Sicuanga Runa arrives with his great machete and he cuts and slashes and takes the spines out of the bamboo and he frees the two women. Then they blow their magical breath on Sicuanga, "suuuuuuuuu Sicuanga Runa," they say, "saquiringui!" ("Stay this way!"). Widuj paints him black with Genipa americana; then Manduru paints his beak, collar, and the area between his tail and his body red and yellow. She paints with her coloration, the Bixa orellana (annatto) paint. Together they give him white, fluffy cotton for his chest. He becomes, and he stays, Sicuanga. He flies with his beak pointing forward like a lance; he is the toucan bird, sicuanga; his spiritual force is humanoid, Sicuanga Runa. The two women then change other birds into their present, diverse avian forms, and they make game animals for humans to hunt and then to cook and eat. They blow on Machin and make him a monkey person, almost human, and he, too, stays that way. Then the two women ask, "What will we be?" One says, "I'll be manduru," and the other says, "I'll be widuj," and they transform themselves into the two trees whose seeds provide red and black dyes to the Runa.

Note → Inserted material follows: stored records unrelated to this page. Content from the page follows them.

//! Shared utility functions used across multiple modules.

use chrono::{DateTime, Utc};

/// Normalize optional text by trimming whitespace and removing empties.
///
/// Returns `None` when the input is `None` or the trimmed value is empty.
pub fn normalize_text_option(value: Option<String>) -> Option<String> {
    let value = value?;
    let value = value.trim();
    if value.is_empty() {
        None
    } else {
        Some(value.to_string())
    }
}

/// Check if a string starts with `http://` or `https://`.
pub fn is_http_url(value: &str) -> bool {
    value.starts_with("http://") || value.starts_with("https://")
}

/// Truncate text to at most 180 characters for error messages.
pub fn compact_text(value: &str) -> String {
    value.trim().chars().take(180).collect()
}

/// Unix milliseconds for a timestamp column.
pub const fn to_millis(at: DateTime<Utc>) -> i64 {
    at.timestamp_millis()
}

/// Timestamp from a Unix-milliseconds column; out-of-range values clamp to the epoch.
pub fn from_millis(millis: i64) -> DateTime<Utc> {
    DateTime::from_timestamp_millis(millis).unwrap_or_default()
}

#[cfg(test)]
mod tests {
    use super::*;

    #[test]
    fn normalize_text_option_rejects_empty() {
        assert_eq!(normalize_text_option(None), None);
        assert_eq!(normalize_text_option(Some("   ".to_string())), None);
    }

    #[test]
    fn normalize_text_option_trims_value() {
        assert_eq!(
            normalize_text_option(Some(" https://example.com ".to_string())),
            Some("https://example.com".to_string())
        );
    }

    #[test]
    fn is_http_url_accepts_valid_schemes() {
        assert!(is_http_url("http://localhost"));
        assert!(is_http_url("https://example.com"));
        assert!(!is_http_url("ftp://example.com"));
        assert!(!is_http_url("example.com"));
    }

    #[test]
    fn millis_roundtrip_keeps_millisecond_precision() {
        let at = from_millis(1_714_564_800_123);
        assert_eq!(to_millis(at), 1_714_564_800_123);
    }
}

When one listens to stories of Nayapi, whether told by Quichua, Shuar, or Achuar speakers, events such as the one just sketched are brought into memory. Sicuanga Runa appears in many of the spiraling and intersecting tales that punctuate the telling of pasts and understandings of presents. There is an enduring message to be conveyed. Anthropologists and others now call the message "indigenous historicity." By this we mean that one is listening to someone tell about an event or person that is salient in people's past times. The salience of liberation emerges very clearly in this tale. The modern representation of Sicuanga is crucial if we are to understand one of the root metaphors from which the branching stories radiate: Outsiders-foreigners-correspond to the mythical Machin Runa. Machin Runa is human, but the nature of his humanity is not known, nor is it clear whether he has a Runa-like soul, or whether spirit substances exist in his inner "will" (shungu), which defines much of the good and evil of the self. Foreign monkey-person is, however, part of the human universe and he will remain so.

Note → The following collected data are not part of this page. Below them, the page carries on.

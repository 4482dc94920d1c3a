//! Sync events published to UI hosts

use serde::Serialize;
use tokio::sync::broadcast;

use crate::models::Conflict;

const DEFAULT_CAPACITY: usize = 256;

/// Machine-readable sync notifications
#[derive(Debug, Clone, PartialEq, Serialize)]
#[serde(tag = "event", rename_all = "kebab-case")]
pub enum SyncEvent {
    /// One mutation finished replaying
    #[serde(rename = "sync-progress")]
    Progress {
        completed: usize,
        total: usize,
        label: String,
    },
    /// A drain pass finished
    #[serde(rename = "sync-complete")]
    Complete { success: usize, failed: usize },
    /// A drain pass could not run to completion
    #[serde(rename = "sync-error")]
    Error { error: String },
    /// A conflict needs the user
    #[serde(rename = "data-conflict")]
    Conflict { conflict: Box<Conflict>, message: String },
}

impl SyncEvent {
    pub const fn name(&self) -> &'static str {
        match self {
            Self::Progress { .. } => "sync-progress",
            Self::Complete { .. } => "sync-complete",
            Self::Error { .. } => "sync-error",
            Self::Conflict { .. } => "data-conflict",
        }
    }
}

/// Publish/subscribe channel owned by the orchestrator
#[derive(Debug, Clone)]
pub struct EventBus {
    sender: broadcast::Sender<SyncEvent>,
}

impl Default for EventBus {
    fn default() -> Self {
        Self::new(DEFAULT_CAPACITY)
    }
}

impl EventBus {
    pub fn new(capacity: usize) -> Self {
        let (sender, _) = broadcast::channel(capacity.max(1));
        Self { sender }
    }

    /// Receive every event published from now on.
    pub fn subscribe(&self) -> broadcast::Receiver<SyncEvent> {
        self.sender.subscribe()
    }

    /// Publish an event; having no subscribers is not an error.
    pub fn emit(&self, event: SyncEvent) {
        let name = event.name();
        if self.sender.send(event).is_err() {
            tracing::trace!("No subscribers for {name}");
        }
    }

    pub fn subscriber_count(&self) -> usize {
        self.sender.receiver_count()
    }
}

In the beginnings Machin Runa, this foreign male person, tied up two women; Sicuanga Runa freed the women. They continued and continue their adventures from house to house, turning beings into their present forms by blowing upon them with their magical breath. Manduru and Widuj made animals for humans to eat. In the processes of such creation everything is clearly related: all animals, plants, inanimate objects, spirits, humans. They created the colors red and yellow on black and white to provide beauty to the world. Images, muscui, must be beautiful and rooted in knowledge. From knowledge comes the ability to understand the pasts and places of real people, and to "see" events of the present times and places. Sicuanga freed the two women so that they could continue their adventures, and so that the world would be as we can know it today. All this begins in the mythic tales of Nayapi, and modern history begins with Nayapi, the real person and ancestor of many contemporary Puyo Runa.

Puyo Runa Historicity

Nayapi was a real person in the Puyo area. He was sinchi curaga, a strong leader. As sinchi curaga Nayapi derived his authority from close relationships with the Dominican priests of Puyo and Canelos. From these curas Javier Vargas obtained and redistributed valued trade goods such as machetes, pots and pans, ax heads, powder, caps, and shot. He was also known as curaga because he could, when necessary, rally the dispersed, dissenting native people in the greater Puyo area against the threat of unacceptable encroachment. But just as he rallied people against the Church, from time to time, he also drew them together for the Church and for the state, which the Church represented.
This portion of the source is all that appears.